>>>>

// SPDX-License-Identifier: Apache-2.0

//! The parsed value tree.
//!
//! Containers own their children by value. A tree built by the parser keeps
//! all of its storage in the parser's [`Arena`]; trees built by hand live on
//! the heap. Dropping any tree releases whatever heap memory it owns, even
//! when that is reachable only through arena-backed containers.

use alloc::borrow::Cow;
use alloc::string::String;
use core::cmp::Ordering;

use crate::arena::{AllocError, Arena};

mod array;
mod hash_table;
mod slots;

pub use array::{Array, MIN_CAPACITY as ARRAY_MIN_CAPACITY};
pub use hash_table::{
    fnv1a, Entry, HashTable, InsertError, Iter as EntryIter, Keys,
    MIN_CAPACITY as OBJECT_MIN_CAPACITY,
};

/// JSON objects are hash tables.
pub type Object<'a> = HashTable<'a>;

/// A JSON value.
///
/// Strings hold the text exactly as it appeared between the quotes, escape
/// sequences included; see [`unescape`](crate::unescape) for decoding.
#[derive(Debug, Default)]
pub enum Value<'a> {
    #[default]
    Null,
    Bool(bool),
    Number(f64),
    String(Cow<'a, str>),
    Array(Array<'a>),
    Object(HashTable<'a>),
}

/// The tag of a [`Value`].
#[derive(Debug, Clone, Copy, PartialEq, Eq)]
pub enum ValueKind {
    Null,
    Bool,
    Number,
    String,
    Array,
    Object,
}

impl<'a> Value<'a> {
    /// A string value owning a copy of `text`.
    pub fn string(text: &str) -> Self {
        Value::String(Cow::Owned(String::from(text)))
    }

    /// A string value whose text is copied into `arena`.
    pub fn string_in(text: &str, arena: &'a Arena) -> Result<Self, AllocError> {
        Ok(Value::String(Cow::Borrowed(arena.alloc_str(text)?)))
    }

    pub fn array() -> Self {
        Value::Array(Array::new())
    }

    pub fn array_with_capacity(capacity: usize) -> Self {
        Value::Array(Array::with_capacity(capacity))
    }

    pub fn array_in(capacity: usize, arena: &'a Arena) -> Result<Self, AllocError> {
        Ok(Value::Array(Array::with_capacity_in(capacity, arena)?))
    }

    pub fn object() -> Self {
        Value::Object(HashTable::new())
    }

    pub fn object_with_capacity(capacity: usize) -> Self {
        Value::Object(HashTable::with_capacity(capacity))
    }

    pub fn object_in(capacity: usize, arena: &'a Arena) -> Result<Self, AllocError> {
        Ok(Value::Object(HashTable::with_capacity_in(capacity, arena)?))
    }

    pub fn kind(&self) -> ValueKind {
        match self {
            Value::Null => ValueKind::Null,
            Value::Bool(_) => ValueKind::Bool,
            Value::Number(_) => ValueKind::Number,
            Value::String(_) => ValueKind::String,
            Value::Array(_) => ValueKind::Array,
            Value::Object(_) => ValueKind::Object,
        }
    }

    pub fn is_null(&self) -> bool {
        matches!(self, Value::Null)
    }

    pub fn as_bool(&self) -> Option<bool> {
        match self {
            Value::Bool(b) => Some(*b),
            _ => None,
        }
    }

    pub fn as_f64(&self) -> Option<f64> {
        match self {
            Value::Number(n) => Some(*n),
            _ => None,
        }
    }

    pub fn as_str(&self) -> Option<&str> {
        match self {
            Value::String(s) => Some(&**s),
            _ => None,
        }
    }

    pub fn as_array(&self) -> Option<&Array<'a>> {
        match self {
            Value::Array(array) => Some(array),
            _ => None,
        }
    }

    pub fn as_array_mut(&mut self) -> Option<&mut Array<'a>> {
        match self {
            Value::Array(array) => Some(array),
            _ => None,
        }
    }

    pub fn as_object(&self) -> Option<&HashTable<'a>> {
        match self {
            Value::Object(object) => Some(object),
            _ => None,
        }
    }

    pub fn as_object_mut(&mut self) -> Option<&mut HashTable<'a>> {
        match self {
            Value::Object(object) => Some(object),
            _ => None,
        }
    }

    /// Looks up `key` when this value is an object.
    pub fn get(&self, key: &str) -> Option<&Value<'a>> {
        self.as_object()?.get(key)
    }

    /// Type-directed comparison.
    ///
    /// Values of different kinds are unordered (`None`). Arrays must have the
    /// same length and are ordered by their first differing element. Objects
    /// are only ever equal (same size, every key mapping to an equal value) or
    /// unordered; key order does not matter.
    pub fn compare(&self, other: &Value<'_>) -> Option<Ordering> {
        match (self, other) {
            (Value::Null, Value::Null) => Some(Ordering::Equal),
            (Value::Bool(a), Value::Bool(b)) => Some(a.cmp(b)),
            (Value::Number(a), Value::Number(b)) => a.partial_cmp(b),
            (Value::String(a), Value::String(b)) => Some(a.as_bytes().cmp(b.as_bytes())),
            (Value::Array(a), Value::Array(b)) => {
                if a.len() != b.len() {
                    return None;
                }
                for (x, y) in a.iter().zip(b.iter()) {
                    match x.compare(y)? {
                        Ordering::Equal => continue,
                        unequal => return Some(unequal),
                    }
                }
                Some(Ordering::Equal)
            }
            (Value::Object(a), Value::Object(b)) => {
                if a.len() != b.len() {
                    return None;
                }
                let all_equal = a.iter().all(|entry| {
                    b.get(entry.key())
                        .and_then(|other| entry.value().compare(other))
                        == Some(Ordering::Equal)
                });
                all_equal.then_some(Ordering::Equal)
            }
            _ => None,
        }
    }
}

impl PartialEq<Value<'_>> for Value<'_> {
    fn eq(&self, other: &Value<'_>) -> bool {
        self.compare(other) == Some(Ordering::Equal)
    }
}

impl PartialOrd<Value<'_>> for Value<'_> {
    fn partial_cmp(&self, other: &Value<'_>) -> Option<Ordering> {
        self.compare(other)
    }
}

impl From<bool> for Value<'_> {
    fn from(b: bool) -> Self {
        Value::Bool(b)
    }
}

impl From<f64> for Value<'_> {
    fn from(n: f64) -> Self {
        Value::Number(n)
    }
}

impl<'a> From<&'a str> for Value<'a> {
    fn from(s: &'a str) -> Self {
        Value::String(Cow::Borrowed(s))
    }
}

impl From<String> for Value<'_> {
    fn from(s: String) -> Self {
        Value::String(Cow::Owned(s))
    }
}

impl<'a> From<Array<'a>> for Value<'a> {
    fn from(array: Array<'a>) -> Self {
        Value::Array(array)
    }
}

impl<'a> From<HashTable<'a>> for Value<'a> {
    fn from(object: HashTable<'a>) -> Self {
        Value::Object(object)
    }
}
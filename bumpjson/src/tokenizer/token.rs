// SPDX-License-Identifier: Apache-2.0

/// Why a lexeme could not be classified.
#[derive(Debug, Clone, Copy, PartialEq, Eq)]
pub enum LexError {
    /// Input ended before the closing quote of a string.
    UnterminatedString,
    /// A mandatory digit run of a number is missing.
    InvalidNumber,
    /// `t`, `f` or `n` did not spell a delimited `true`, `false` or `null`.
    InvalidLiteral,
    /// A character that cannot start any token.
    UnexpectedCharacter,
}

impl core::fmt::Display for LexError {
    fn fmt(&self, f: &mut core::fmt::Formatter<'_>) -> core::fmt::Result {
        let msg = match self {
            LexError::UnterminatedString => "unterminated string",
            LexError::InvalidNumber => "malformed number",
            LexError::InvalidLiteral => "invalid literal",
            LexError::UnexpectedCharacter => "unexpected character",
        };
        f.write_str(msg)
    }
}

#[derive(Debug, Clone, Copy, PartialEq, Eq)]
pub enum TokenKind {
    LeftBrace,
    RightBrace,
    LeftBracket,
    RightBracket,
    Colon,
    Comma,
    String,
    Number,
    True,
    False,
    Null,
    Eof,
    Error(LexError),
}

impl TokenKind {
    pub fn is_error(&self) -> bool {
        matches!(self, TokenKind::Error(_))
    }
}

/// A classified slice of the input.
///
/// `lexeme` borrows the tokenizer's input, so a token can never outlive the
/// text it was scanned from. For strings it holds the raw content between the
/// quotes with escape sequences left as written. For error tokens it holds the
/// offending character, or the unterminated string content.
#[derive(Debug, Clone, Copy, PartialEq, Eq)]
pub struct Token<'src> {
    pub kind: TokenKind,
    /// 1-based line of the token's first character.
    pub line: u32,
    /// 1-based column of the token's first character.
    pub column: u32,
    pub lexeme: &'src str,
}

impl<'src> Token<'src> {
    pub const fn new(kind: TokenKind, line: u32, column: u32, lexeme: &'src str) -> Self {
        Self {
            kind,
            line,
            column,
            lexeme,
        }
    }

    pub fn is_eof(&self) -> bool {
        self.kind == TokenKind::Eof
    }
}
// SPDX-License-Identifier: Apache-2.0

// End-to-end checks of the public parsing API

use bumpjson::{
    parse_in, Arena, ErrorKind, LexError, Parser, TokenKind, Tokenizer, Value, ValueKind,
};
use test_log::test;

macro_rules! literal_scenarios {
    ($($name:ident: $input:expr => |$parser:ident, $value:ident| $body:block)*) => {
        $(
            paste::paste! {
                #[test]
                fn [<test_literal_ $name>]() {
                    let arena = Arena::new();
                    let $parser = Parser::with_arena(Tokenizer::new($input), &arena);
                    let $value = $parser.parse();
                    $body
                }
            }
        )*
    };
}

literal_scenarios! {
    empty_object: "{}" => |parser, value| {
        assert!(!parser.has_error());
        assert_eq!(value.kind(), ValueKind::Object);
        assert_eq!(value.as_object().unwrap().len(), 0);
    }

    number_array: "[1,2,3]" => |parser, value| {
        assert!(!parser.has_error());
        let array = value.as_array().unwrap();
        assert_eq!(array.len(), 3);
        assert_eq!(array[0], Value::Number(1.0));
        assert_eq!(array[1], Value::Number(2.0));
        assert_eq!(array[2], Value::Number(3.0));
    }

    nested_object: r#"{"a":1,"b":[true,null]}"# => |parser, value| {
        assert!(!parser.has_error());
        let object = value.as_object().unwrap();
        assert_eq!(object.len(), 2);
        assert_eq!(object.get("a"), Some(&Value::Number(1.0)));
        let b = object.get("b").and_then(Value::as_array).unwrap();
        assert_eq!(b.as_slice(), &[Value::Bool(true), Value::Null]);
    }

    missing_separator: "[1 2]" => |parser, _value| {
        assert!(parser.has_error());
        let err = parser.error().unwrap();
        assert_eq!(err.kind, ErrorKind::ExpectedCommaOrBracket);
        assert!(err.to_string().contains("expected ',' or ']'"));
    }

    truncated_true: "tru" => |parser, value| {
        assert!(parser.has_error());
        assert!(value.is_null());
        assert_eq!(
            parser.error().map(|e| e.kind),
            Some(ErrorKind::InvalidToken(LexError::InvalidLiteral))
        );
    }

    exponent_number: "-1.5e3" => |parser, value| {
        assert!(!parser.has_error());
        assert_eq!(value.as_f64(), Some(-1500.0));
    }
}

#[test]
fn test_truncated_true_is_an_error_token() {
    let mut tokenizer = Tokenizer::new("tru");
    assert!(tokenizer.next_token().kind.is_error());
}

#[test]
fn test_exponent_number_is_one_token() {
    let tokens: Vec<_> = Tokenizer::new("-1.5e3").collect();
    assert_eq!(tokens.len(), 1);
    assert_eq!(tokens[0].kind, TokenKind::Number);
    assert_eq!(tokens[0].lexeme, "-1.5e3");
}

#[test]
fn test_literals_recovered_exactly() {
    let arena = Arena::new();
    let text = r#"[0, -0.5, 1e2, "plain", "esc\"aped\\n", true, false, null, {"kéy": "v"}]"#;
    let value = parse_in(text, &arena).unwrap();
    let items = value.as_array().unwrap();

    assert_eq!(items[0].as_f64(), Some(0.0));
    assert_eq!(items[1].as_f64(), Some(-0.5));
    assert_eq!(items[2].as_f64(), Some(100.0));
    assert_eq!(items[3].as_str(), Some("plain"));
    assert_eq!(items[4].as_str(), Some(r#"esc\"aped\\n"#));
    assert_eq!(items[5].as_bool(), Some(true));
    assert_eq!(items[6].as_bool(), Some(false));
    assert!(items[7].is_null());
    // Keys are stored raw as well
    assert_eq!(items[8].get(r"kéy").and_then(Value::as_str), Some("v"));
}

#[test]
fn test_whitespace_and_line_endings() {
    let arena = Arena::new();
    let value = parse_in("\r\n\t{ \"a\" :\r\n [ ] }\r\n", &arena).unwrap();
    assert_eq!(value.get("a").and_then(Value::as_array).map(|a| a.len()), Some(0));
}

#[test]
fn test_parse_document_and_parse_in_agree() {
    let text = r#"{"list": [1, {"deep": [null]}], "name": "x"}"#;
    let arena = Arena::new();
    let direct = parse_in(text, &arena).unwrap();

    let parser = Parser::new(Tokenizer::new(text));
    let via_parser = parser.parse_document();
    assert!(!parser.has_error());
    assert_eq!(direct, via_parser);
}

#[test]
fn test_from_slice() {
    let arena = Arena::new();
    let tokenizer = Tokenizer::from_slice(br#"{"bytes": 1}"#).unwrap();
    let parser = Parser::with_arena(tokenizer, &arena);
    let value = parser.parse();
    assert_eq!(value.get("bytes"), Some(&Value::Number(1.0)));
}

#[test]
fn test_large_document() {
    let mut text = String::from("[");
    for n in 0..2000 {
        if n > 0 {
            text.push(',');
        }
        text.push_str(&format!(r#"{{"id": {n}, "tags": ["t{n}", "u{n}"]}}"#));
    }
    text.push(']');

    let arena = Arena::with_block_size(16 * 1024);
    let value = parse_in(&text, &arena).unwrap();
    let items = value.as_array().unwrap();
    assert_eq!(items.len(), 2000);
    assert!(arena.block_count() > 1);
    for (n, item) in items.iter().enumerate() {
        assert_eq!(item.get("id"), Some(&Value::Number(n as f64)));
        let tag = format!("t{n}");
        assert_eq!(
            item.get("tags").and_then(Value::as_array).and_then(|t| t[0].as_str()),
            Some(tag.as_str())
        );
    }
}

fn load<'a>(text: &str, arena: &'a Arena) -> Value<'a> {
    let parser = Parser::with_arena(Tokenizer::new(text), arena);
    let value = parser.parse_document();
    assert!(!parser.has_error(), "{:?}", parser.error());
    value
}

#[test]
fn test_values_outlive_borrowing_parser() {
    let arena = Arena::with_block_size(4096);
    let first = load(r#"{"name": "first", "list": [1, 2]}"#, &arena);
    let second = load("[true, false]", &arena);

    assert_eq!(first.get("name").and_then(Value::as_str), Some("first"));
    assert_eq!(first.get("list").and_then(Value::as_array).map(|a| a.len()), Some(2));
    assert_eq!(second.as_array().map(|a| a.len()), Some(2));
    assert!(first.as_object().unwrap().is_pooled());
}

<<<<

WHAT YOU ARE ASKED TO DO.
Within the listing above, locate the line containing "does not matter." and the line containing "(Value::Array(a), Value::Array(b)) =>". Reproduce those two lines and all lines between them exactly, with nothing added.

ANSWER SPACE.
    /// unordered; key order does not matter.
    pub fn compare(&self, other: &Value<'_>) -> Option<Ordering> {
        match (self, other) {
            (Value::Null, Value::Null) => Some(Ordering::Equal),
            (Value::Bool(a), Value::Bool(b)) => Some(a.cmp(b)),
            (Value::Number(a), Value::Number(b)) => a.partial_cmp(b),
            (Value::String(a), Value::String(b)) => Some(a.as_bytes().cmp(b.as_bytes())),
            (Value::Array(a), Value::Array(b)) => {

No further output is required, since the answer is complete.